Assigned task: Go through the material and copy each line in which the word "Default" shows up.

Data for analysis:

//! Discovery-driven teardown of instance resources
//!
//! Teardown order: sessions and stray processes (they hold ports), compose
//! projects, containers, state directories, then registry bookkeeping. A
//! failure on one resource is recorded and the rest still get cleaned.

use std::sync::Arc;
use std::time::{Duration, Instant};

use serde::Serialize;

use crate::common::paths::validate_name;
use crate::common::{Error, Result};

use super::discovery::{DiscoveredKind, DiscoveredResource, Discovery, Scope};
use super::process::{CommandRunner, ProcessLiveness, SystemLiveness};
use super::registry::InstanceRegistry;

/// Tools cleanup needs before it touches anything
const REQUIRED_TOOLS: [&str; 3] = ["tmux", "pgrep", "docker"];

/// How long a signalled process gets to exit, per signal
const EXIT_GRACE: Duration = Duration::from_secs(3);
const EXIT_POLL_INTERVAL: Duration = Duration::from_millis(50);

#[derive(Debug, Clone, Copy, Default)]
pub struct CleanupOptions {
    /// Discover and count, but run nothing destructive
    pub dry_run: bool,
}

/// What a cleanup pass removed (or would remove, for a dry run)
#[derive(Debug, Clone, Default, Serialize)]
pub struct CleanupReport {
    pub dry_run: bool,
    pub sessions_killed: usize,
    pub processes_killed: usize,
    pub compose_projects_removed: usize,
    pub containers_removed: usize,
    pub state_dirs_removed: usize,
    pub registry_entries_cleared: usize,
    /// Resources acted on, in teardown order
    pub resources: Vec<DiscoveredResource>,
    pub errors: Vec<String>,
}

impl CleanupReport {
    pub fn total_removed(&self) -> usize {
        self.sessions_killed
            + self.processes_killed
            + self.compose_projects_removed
            + self.containers_removed
            + self.state_dirs_removed
            + self.registry_entries_cleared
    }

    fn count(&mut self, resource: DiscoveredResource) {
        match resource.kind {
            DiscoveredKind::Session => self.sessions_killed += 1,
            DiscoveredKind::Process => self.processes_killed += 1,
            DiscoveredKind::ComposeProject => self.compose_projects_removed += 1,
            DiscoveredKind::Container => self.containers_removed += 1,
            DiscoveredKind::StateDir => self.state_dirs_removed += 1,
        }
        self.resources.push(resource);
    }
}

pub struct Cleaner {
    runner: Arc<dyn CommandRunner>,
    liveness: Arc<dyn ProcessLiveness>,
    exit_grace: Duration,
    discovery: Discovery,
    registry: Arc<InstanceRegistry>,
}

impl Cleaner {
    pub fn new(runner: Arc<dyn CommandRunner>, registry: Arc<InstanceRegistry>) -> Self {
        let discovery = Discovery::new(runner.clone(), registry.config().clone());
        Self {
            runner,
            liveness: Arc::new(SystemLiveness),
            exit_grace: EXIT_GRACE,
            discovery,
            registry,
        }
    }

    /// Liveness check used to confirm killed processes are gone
    pub fn with_liveness(mut self, liveness: Arc<dyn ProcessLiveness>) -> Self {
        self.liveness = liveness;
        self
    }

    /// Time a process gets to exit after each signal
    pub fn with_exit_grace(mut self, grace: Duration) -> Self {
        self.exit_grace = grace;
        self
    }

    pub fn discovery(&self) -> &Discovery {
        &self.discovery
    }

    /// Remove everything carrying the current or legacy prefix
    pub async fn cleanup_all(&self, options: CleanupOptions) -> Result<CleanupReport> {
        self.cleanup(Scope::Global, options).await
    }

    /// Remove the resources of one instance
    pub async fn cleanup_instance(&self, id: i64, options: CleanupOptions) -> Result<CleanupReport> {
        let max = self.registry.max_instances();
        if id < 0 || id >= i64::from(max) {
            return Err(Error::InstanceOutOfRange { id, max });
        }
        self.cleanup(Scope::Instance(id as u32), options).await
    }

    async fn cleanup(&self, scope: Scope, options: CleanupOptions) -> Result<CleanupReport> {
        for tool in REQUIRED_TOOLS {
            if !self.runner.is_available(tool) {
                return Err(Error::ToolUnavailable(tool.to_string()));
            }
        }
        // fail on a bad prefix before anything destructive runs
        self.discovery.prefixes(scope)?;

        let mut report = CleanupReport {
            dry_run: options.dry_run,
            ..Default::default()
        };
        tracing::info!(?scope, dry_run = options.dry_run, "Starting cleanup");

        let sessions = self.discovery.sessions(scope).await?;
        self.remove_all(sessions, options, &mut report).await;
        let processes = self.discovery.processes(scope).await?;
        self.remove_all(processes, options, &mut report).await;
        let projects = self.discovery.compose_projects(scope).await?;
        self.remove_all(projects, options, &mut report).await;
        let containers = self.discovery.containers(scope).await?;
        self.remove_all(containers, options, &mut report).await;
        let state_dirs = self.discovery.state_dirs(scope)?;
        self.remove_all(state_dirs, options, &mut report).await;

        match self.clear_registry(scope, options) {
            Ok(cleared) => report.registry_entries_cleared = cleared,
            Err(e) => report.errors.push(format!("registry: {}", e)),
        }

        tracing::info!(
            removed = report.total_removed(),
            errors = report.errors.len(),
            dry_run = options.dry_run,
            "Cleanup finished"
        );
        Ok(report)
    }

    async fn remove_all(
        &self,
        resources: Vec<DiscoveredResource>,
        options: CleanupOptions,
        report: &mut CleanupReport,
    ) {
        for resource in resources {
            if options.dry_run {
                report.count(resource);
                continue;
            }
            match self.remove(&resource).await {
                Ok(true) => {
                    tracing::info!(kind = %resource.kind, name = %resource.name, "Removed");
                    report.count(resource);
                }
                Ok(false) => {
                    tracing::debug!(kind = %resource.kind, name = %resource.name, "Already gone");
                }
                Err(e) => {
                    tracing::warn!(kind = %resource.kind, name = %resource.name, "Cleanup failed: {}", e);
                    report
                        .errors
                        .push(format!("{} '{}': {}", resource.kind, resource.name, e));
                }
            }
        }
    }

    /// Destroy one resource; `Ok(false)` when it vanished on its own
    async fn remove(&self, resource: &DiscoveredResource) -> Result<bool> {
        match resource.kind {
            DiscoveredKind::Session => {
                let name = validate_name(&resource.name)?;
                // `=` makes tmux match the name exactly instead of by prefix
                let args = vec!["kill-session".into(), "-t".into(), format!("={}", name)];
                self.destroy("tmux", args, &["can't find session", "no server running"])
                    .await
            }
            DiscoveredKind::Process => {
                let pid = resource
                    .pid
                    .ok_or_else(|| Error::Internal(format!("process '{}' has no pid", resource.name)))?;
                self.terminate(pid).await
            }
            DiscoveredKind::ComposeProject => {
                let name = validate_name(&resource.name)?;
                let args = vec![
                    "compose".into(),
                    "-p".into(),
                    name.to_string(),
                    "down".into(),
                    "--volumes".into(),
                    "--remove-orphans".into(),
                ];
                self.destroy("docker", args, &[]).await
            }
            DiscoveredKind::Container => {
                let name = validate_name(&resource.name)?;
                let args = vec!["rm".into(), "-f".into(), name.to_string()];
                self.destroy("docker", args, &["no such container"]).await
            }
            DiscoveredKind::StateDir => {
                validate_name(&resource.name)?;
                let path = resource
                    .path
                    .as_ref()
                    .ok_or_else(|| Error::Internal(format!("state dir '{}' has no path", resource.name)))?;
                match std::fs::remove_dir_all(path) {
                    Ok(()) => Ok(true),
                    Err(e) if e.kind() == std::io::ErrorKind::NotFound => Ok(false),
                    Err(e) => Err(e.into()),
                }
            }
        }
    }

    /// SIGTERM, then SIGKILL if the process outlives the grace period
    ///
    /// Counts as removed only once the process is confirmed gone.
    async fn terminate(&self, pid: u32) -> Result<bool> {
        if !self.signal(pid, "-TERM").await? {
            return Ok(false);
        }
        if self.wait_for_exit(pid).await {
            return Ok(true);
        }

        tracing::debug!(pid, "Process outlived SIGTERM, sending SIGKILL");
        if !self.signal(pid, "-KILL").await? {
            // exited between the last check and the kill
            return Ok(true);
        }
        if self.wait_for_exit(pid).await {
            return Ok(true);
        }
        Err(Error::command_failed(
            "kill",
            &["-KILL".into(), pid.to_string()],
            "process still running after SIGKILL",
        ))
    }

    async fn signal(&self, pid: u32, signal: &str) -> Result<bool> {
        let args = vec![signal.to_string(), pid.to_string()];
        self.destroy("kill", args, &["no such process"]).await
    }

    /// Poll until `pid` is known to be gone or the grace period runs out
    async fn wait_for_exit(&self, pid: u32) -> bool {
        let deadline = Instant::now() + self.exit_grace;
        loop {
            if self.liveness.is_alive(pid) == Some(false) {
                return true;
            }
            let now = Instant::now();
            if now >= deadline {
                return false;
            }
            tokio::time::sleep(EXIT_POLL_INTERVAL.min(deadline - now)).await;
        }
    }

    async fn destroy(&self, program: &str, args: Vec<String>, gone: &[&str]) -> Result<bool> {
        let output = self.runner.run(program, &args).await?;
        if output.success() {
            return Ok(true);
        }
        let stderr = output.stderr.to_lowercase();
        if gone.iter().any(|marker| stderr.contains(marker)) {
            return Ok(false);
        }
        Err(Error::command_failed(program, &args, &output.stderr))
    }

    fn clear_registry(&self, scope: Scope, options: CleanupOptions) -> Result<usize> {
        match (scope, options.dry_run) {
            (Scope::Global, false) => self.registry.clear(),
            (Scope::Global, true) => Ok(self.registry.list()?.len()),
            (Scope::Instance(id), false) => Ok(usize::from(self.registry.release(i64::from(id))?)),
            (Scope::Instance(id), true) => Ok(self
                .registry
                .list()?
                .iter()
                .filter(|s| s.record.id == id)
                .count()),
        }
    }
}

Solution for this task:
#[derive(Debug, Clone, Copy, Default)]
#[derive(Debug, Clone, Default, Serialize)]
            ..Default::default()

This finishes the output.